Re: New member needs help

"Is the EOS 760D the camera for me?"

 

No, it's not.  I agree the 80D is a better choice.  They 7D Mk II is even a better choice than the 80D.

 

"What lens or lenses?" "... granddaughter plays basketbal ..."

 

I also agree with the idea of the  EF 70-200mm f/2.8L IS II USM Lens.  However, depending on where you shot from, the most important part of shooting a granddaughter's basketball game, the  EF 70-200mm f/2.8L IS II USM Lens may be too long.  In that case add the EF 24-70mm f/2.8L II USM Lens.  You will need a more 'normal' lens anyway.  Not gonna be cheap but she does this just once! Right?

 

"... would like to photograph birds."

 

You want the EF 400mm f/5.6L USM Lens.  If you consider price, this is the best 400mm lens made. Period.
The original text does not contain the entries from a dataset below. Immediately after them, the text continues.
//! # Tool declarations and the executor seam
//!
//! The loop controller never runs tools itself. It declares tool schemas to
//! the model, and when the model asks for a client-side tool it hands the
//! call to a [`ToolExecutor`] supplied by the host application.
//!
//! ## Pieces
//!
//! - [`ToolSchema`]: name, description and JSON Schema for one client tool.
//!   Simple notation (`{"cmd": "string"}`) is normalised into a full object
//!   schema.
//! - [`ServerTool`]: the single server-executed capability (web search). The
//!   controller recognises its reserved name and never dispatches it locally.
//! - [`ToolPolicy`]: allow/deny lists. Denied tools are not declared, and a
//!   call to one is answered with an error result instead of running it.
//! - [`ToolExecutor`]: the async trait the host implements. Failures are
//!   plain `anyhow::Error`s; their message is fed back to the model.
//! - [`Tool`] / [`ToolRegistry`]: closure-backed tools and a name-dispatching
//!   executor built from them, for hosts that do not need a custom executor.
//!
//! ## Example
//!
//! ```rust
//! use modelwar_agent::{tool, ToolRegistry};
//!
//! let registry = ToolRegistry::new().with(
//!     tool("leaderboard", "Fetch the top players")
//!         .param("limit", "integer")
//!         .build(|input| async move {
//!             let limit = input.get("limit").and_then(|v| v.as_i64()).unwrap_or(10);
//!             Ok(format!("top {} players", limit))
//!         }),
//! );
//! assert_eq!(registry.schemas().len(), 1);
//! ```

use crate::value::ToolInput;
use async_trait::async_trait;
use serde_json::Value;
use std::collections::HashSet;
use std::future::Future;
use std::pin::Pin;
use std::sync::Arc;

/// Reserved name of the built-in server-side search tool.
pub const WEB_SEARCH_TOOL_NAME: &str = "web_search";

/// Wire type identifier of the server-side search tool.
pub const WEB_SEARCH_TOOL_TYPE: &str = "web_search_20250305";

/// Declaration of one client-side tool.
#[derive(Debug, Clone, PartialEq)]
pub struct ToolSchema {
    name: String,
    description: String,
    input_schema: Value,
}

impl ToolSchema {
    /// Creates a schema, normalising simple-notation input schemas.
    pub fn new(name: impl Into<String>, description: impl Into<String>, input_schema: Value) -> Self {
        Self {
            name: name.into(),
            description: description.into(),
            input_schema: normalize_schema(input_schema),
        }
    }

    pub fn name(&self) -> &str {
        &self.name
    }

    pub fn description(&self) -> &str {
        &self.description
    }

    pub fn input_schema(&self) -> &Value {
        &self.input_schema
    }

    /// Tool declaration as sent in the request's `tools` array.
    pub fn to_wire_format(&self) -> Value {
        serde_json::json!({
            "name": self.name,
            "description": self.description,
            "input_schema": self.input_schema
        })
    }
}

/// Declaration of the server-executed search capability.
#[derive(Debug, Clone, PartialEq, Eq)]
pub struct ServerTool {
    name: String,
    kind: String,
    max_uses: Option<u32>,
    allowed_domains: Vec<String>,
}

impl ServerTool {
    /// The built-in web search tool under its reserved name.
    pub fn web_search() -> Self {
        Self {
            name: WEB_SEARCH_TOOL_NAME.to_string(),
            kind: WEB_SEARCH_TOOL_TYPE.to_string(),
            max_uses: None,
            allowed_domains: Vec::new(),
        }
    }

    /// Caps the number of searches per request.
    pub fn with_max_uses(mut self, max_uses: u32) -> Self {
        self.max_uses = Some(max_uses);
        self
    }

    /// Restricts results to the given domains.
    pub fn with_allowed_domains<I, S>(mut self, domains: I) -> Self
    where
        I: IntoIterator<Item = S>,
        S: Into<String>,
    {
        self.allowed_domains = domains.into_iter().map(Into::into).collect();
        self
    }

    pub fn name(&self) -> &str {
        &self.name
    }

    pub fn to_wire_format(&self) -> Value {
        let mut declaration = serde_json::json!({
            "type": self.kind,
            "name": self.name,
        });
        if let Some(max_uses) = self.max_uses {
            declaration["max_uses"] = Value::from(max_uses);
        }
        if !self.allowed_domains.is_empty() {
            declaration["allowed_domains"] = Value::from(self.allowed_domains.clone());
        }
        declaration
    }
}

/// Allow/deny lists over tool names.
///
/// An empty allow list permits everything not explicitly denied.
#[derive(Debug, Clone, Default, PartialEq, Eq)]
pub struct ToolPolicy {
    allowed: Option<HashSet<String>>,
    disallowed: HashSet<String>,
}

impl ToolPolicy {
    pub fn new() -> Self {
        Self::default()
    }

    /// Only the named tools may be used.
    pub fn allow<I, S>(mut self, names: I) -> Self
    where
        I: IntoIterator<Item = S>,
        S: Into<String>,
    {
        self.allowed
            .get_or_insert_with(HashSet::new)
            .extend(names.into_iter().map(Into::into));
        self
    }

    /// The named tools may never be used, even if allowed.
    pub fn deny<I, S>(mut self, names: I) -> Self
    where
        I: IntoIterator<Item = S>,
        S: Into<String>,
    {
        self.disallowed.extend(names.into_iter().map(Into::into));
        self
    }

    pub fn permits(&self, name: &str) -> bool {
        if self.disallowed.contains(name) {
            return false;
        }
        match &self.allowed {
            Some(allowed) => allowed.contains(name),
            None => true,
        }
    }
}

/// Host capability that runs client-side tools.
///
/// Must be safe to call repeatedly. Any internal failure is returned as an
/// error; its `Display` text becomes the error result shown to the model.
#[async_trait]
pub trait ToolExecutor: Send + Sync {
    async fn execute(&self, name: &str, input: ToolInput) -> anyhow::Result<String>;
}

/// Adapts an async closure `(name, input) -> Result<String>` into a [`ToolExecutor`].
pub struct FnExecutor<F> {
    f: F,
}

impl<F> FnExecutor<F> {
    pub fn new<Fut>(f: F) -> Self
    where
        F: Fn(String, ToolInput) -> Fut + Send + Sync,
        Fut: Future<Output = anyhow::Result<String>> + Send,
    {
        Self { f }
    }
}

#[async_trait]
impl<F, Fut> ToolExecutor for FnExecutor<F>
where
    F: Fn(String, ToolInput) -> Fut + Send + Sync,
    Fut: Future<Output = anyhow::Result<String>> + Send,
{
    async fn execute(&self, name: &str, input: ToolInput) -> anyhow::Result<String> {
        (self.f)(name.to_string(), input).await
    }
}

/// Type-erased async tool handler.
pub type ToolHandler = Arc<
    dyn Fn(ToolInput) -> Pin<Box<dyn Future<Output = anyhow::Result<String>> + Send>>
        + Send
        + Sync,
>;

/// A client-side tool: its declaration plus the handler that runs it.
#[derive(Clone)]
pub struct Tool {
    schema: ToolSchema,
    handler: ToolHandler,
}

impl Tool {
    pub fn new<F, Fut>(
        name: impl Into<String>,
        description: impl Into<String>,
        input_schema: Value,
        handler: F,
    ) -> Self
    where
        F: Fn(ToolInput) -> Fut + Send + Sync + 'static,
        Fut: Future<Output = anyhow::Result<String>> + Send + 'static,
    {
        Self {
            schema: ToolSchema::new(name, description, input_schema),
            handler: Arc::new(move |input| Box::pin(handler(input))),
        }
    }

    pub async fn execute(&self, input: ToolInput) -> anyhow::Result<String> {
        (self.handler)(input).await
    }

    pub fn name(&self) -> &str {
        self.schema.name()
    }

    pub fn schema(&self) -> &ToolSchema {
        &self.schema
    }
}

impl std::fmt::Debug for Tool {
    fn fmt(&self, f: &mut std::fmt::Formatter<'_>) -> std::fmt::Result {
        f.debug_struct("Tool").field("schema", &self.schema).finish()
    }
}

/// Name-dispatching executor over a set of [`Tool`]s.
#[derive(Debug, Clone, Default)]
pub struct ToolRegistry {
    tools: Vec<Tool>,
}

impl ToolRegistry {
    pub fn new() -> Self {
        Self::default()
    }

    /// Adds a tool, replacing any earlier tool with the same name.
    pub fn with(mut self, tool: Tool) -> Self {
        self.tools.retain(|t| t.name() != tool.name());
        self.tools.push(tool);
        self
    }

    pub fn get(&self, name: &str) -> Option<&Tool> {
        self.tools.iter().find(|t| t.name() == name)
    }

    /// Declarations for every registered tool, in registration order.
    pub fn schemas(&self) -> Vec<ToolSchema> {
        self.tools.iter().map(|t| t.schema().clone()).collect()
    }
}

#[async_trait]
impl ToolExecutor for ToolRegistry {
    async fn execute(&self, name: &str, input: ToolInput) -> anyhow::Result<String> {
        match self.get(name) {
            Some(tool) => tool.execute(input).await,
            None => Err(anyhow::anyhow!("Unknown tool: {}", name)),
        }
    }
}

/// Normalises an input schema into a JSON Schema object.
///
/// Accepted forms:
/// - full schema (`type` + `properties`): passed through unchanged
/// - simple notation: `{"param": "string"}`, every param required
/// - extended notation: `{"param": {"type": "integer", "optional": true}}`,
///   where `optional`, `required` and `default` decide membership of the
///   `required` array
fn normalize_schema(schema: Value) -> Value {
    let Some(obj) = schema.as_object() else {
        return serde_json::json!({
            "type": "object",
            "properties": {},
            "required": []
        });
    };

    if obj.contains_key("type") && obj.contains_key("properties") {
        return schema;
    }

    let mut properties = serde_json::Map::new();
    let mut required = Vec::new();

    for (param_name, param_type) in obj {
        if let Some(type_str) = param_type.as_str() {
            properties.insert(param_name.clone(), type_to_json_schema(type_str));
            required.push(param_name.clone());
        } else if let Some(prop_obj) = param_type.as_object() {
            let mut prop_obj = prop_obj.clone();

            // Not JSON Schema keywords; strip before declaring.
            let is_optional = prop_obj
                .remove("optional")
                .and_then(|v| v.as_bool())
                .unwrap_or(false);
            let is_required = prop_obj.remove("required").and_then(|v| v.as_bool());
            let has_default = prop_obj.contains_key("default");

            properties.insert(param_name.clone(), Value::Object(prop_obj));

            match is_required {
                Some(true) => required.push(param_name.clone()),
                Some(false) => {}
                None if is_optional || has_default => {}
                None => required.push(param_name.clone()),
            }
        }
    }

    serde_json::json!({
        "type": "object",
        "properties": properties,
        "required": required
    })
}

fn type_to_json_schema(type_str: &str) -> Value {
    let json_type = match type_str {
        "string" | "str" => "string",
        "integer" | "int" | "i32" | "i64" | "u32" | "u64" => "integer",
        "number" | "float" | "f32" | "f64" => "number",
        "boolean" | "bool" => "boolean",
        "array" | "list" | "vec" => "array",
        "object" | "dict" | "map" => "object",
        // Unknown names fall back to string
        _ => "string",
    };

    serde_json::json!({ "type": json_type })
}

/// Builder for closure-backed [`Tool`]s.
pub struct ToolBuilder {
    name: String,
    description: String,
    schema: Value,
}

impl ToolBuilder {
    pub fn new(name: impl Into<String>, description: impl Into<String>) -> Self {
        Self {
            name: name.into(),
            description: description.into(),
            schema: serde_json::json!({}),
        }
    }

    /// Replaces the schema entirely.
    pub fn schema(mut self, schema: Value) -> Self {
        self.schema = schema;
        self
    }

    /// Adds a required parameter in simple notation.
    pub fn param(mut self, name: &str, type_str: &str) -> Self {
        if !self.schema.is_object() {
            self.schema = serde_json::json!({});
        }
        if let Some(obj) = self.schema.as_object_mut() {
            obj.insert(name.to_string(), Value::String(type_str.to_string()));
        }
        self
    }

    pub fn build<F, Fut>(self, handler: F) -> Tool
    where
        F: Fn(ToolInput) -> Fut + Send + Sync + 'static,
        Fut: Future<Output = anyhow::Result<String>> + Send + 'static,
    {
        Tool::new(self.name, self.description, self.schema, handler)
    }
}

/// Starts a [`ToolBuilder`].
pub fn tool(name: impl Into<String>, description: impl Into<String>) -> ToolBuilder {
    ToolBuilder::new(name, description)
}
Also, it will be much easier to protect at the ocean.

 

"How can I protect my equipment form damage from saltwater?"

 

You probably can't !  I did say it wasn't gonna be cheap so you were warned.  Salt water is a death sentence.  But there are precautions you can take to lessen the danger.  Remember even the sea mist is bad.  Not just the water and time will take its toll.  Sand is also bad for cameras.  Key advice is, use common sense.

 

I have found myself in the enviable position, depending upon your opinion, of doing several shoots at the ocean.  I use large zip lock bags.

First all your lenses will need protective filters.  No debate, this is a requirement.  Cut a hole in the freezer zip lock bag and tape the filter in place.

Trace the filter with a permanent marker and cut out the hole so it's a bit smaller than the diameter of the filter. Then put the filter inside the bag and push the hole in the bag down over the filter so that the bag has to stretch a bit to fit around the filter. Use a strip of electrical tape to secure it.

 

Normally I offer people a secondary choice of lenses.  But the part about shooting in a salt water environment limits what is a good alternative.  I see none as the third world lenses are not very weather sealed.  And, I stress all your lenses will require a protective filter on them.  Not debatable!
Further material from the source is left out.